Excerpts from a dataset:
------------------------------

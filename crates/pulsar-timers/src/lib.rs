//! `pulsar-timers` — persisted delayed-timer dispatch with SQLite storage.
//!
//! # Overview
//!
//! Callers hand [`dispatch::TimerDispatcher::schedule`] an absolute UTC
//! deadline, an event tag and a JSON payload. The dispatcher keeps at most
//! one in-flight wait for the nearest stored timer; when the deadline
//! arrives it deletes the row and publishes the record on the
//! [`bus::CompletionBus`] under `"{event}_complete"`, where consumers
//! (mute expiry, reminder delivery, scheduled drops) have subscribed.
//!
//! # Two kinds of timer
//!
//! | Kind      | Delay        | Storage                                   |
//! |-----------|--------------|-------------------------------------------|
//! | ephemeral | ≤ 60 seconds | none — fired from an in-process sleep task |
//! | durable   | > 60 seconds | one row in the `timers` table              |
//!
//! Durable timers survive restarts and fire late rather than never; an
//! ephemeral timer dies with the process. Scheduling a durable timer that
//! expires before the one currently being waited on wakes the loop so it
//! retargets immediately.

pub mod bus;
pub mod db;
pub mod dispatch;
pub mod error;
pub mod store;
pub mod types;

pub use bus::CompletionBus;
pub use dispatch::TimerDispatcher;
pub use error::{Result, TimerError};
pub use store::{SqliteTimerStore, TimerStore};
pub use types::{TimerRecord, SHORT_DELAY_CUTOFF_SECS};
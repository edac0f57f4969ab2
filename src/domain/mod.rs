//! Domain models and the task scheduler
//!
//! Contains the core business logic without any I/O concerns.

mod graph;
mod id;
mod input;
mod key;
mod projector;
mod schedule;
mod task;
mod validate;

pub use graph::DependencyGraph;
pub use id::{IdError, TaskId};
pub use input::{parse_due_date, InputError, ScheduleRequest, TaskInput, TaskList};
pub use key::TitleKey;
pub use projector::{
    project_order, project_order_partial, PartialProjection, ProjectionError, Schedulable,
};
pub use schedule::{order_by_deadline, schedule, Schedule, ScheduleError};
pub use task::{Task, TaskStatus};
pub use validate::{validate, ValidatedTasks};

------------------------------

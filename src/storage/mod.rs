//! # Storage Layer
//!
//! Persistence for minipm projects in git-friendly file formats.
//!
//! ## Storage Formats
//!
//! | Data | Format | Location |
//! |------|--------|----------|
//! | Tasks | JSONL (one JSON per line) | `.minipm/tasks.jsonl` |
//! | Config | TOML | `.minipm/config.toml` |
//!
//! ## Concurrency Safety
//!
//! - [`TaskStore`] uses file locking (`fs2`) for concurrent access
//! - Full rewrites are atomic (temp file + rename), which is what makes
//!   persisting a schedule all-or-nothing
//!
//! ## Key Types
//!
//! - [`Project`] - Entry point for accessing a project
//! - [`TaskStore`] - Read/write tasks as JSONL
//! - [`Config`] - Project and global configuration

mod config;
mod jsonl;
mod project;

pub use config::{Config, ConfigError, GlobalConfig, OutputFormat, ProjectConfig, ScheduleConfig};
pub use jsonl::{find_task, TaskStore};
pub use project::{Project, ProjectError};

------------------------------

Assignment | When the entries above show the word "input" in a line, copy that line out.

Reply to the task |
mod input;
pub use input::{parse_due_date, InputError, ScheduleRequest, TaskInput, TaskList};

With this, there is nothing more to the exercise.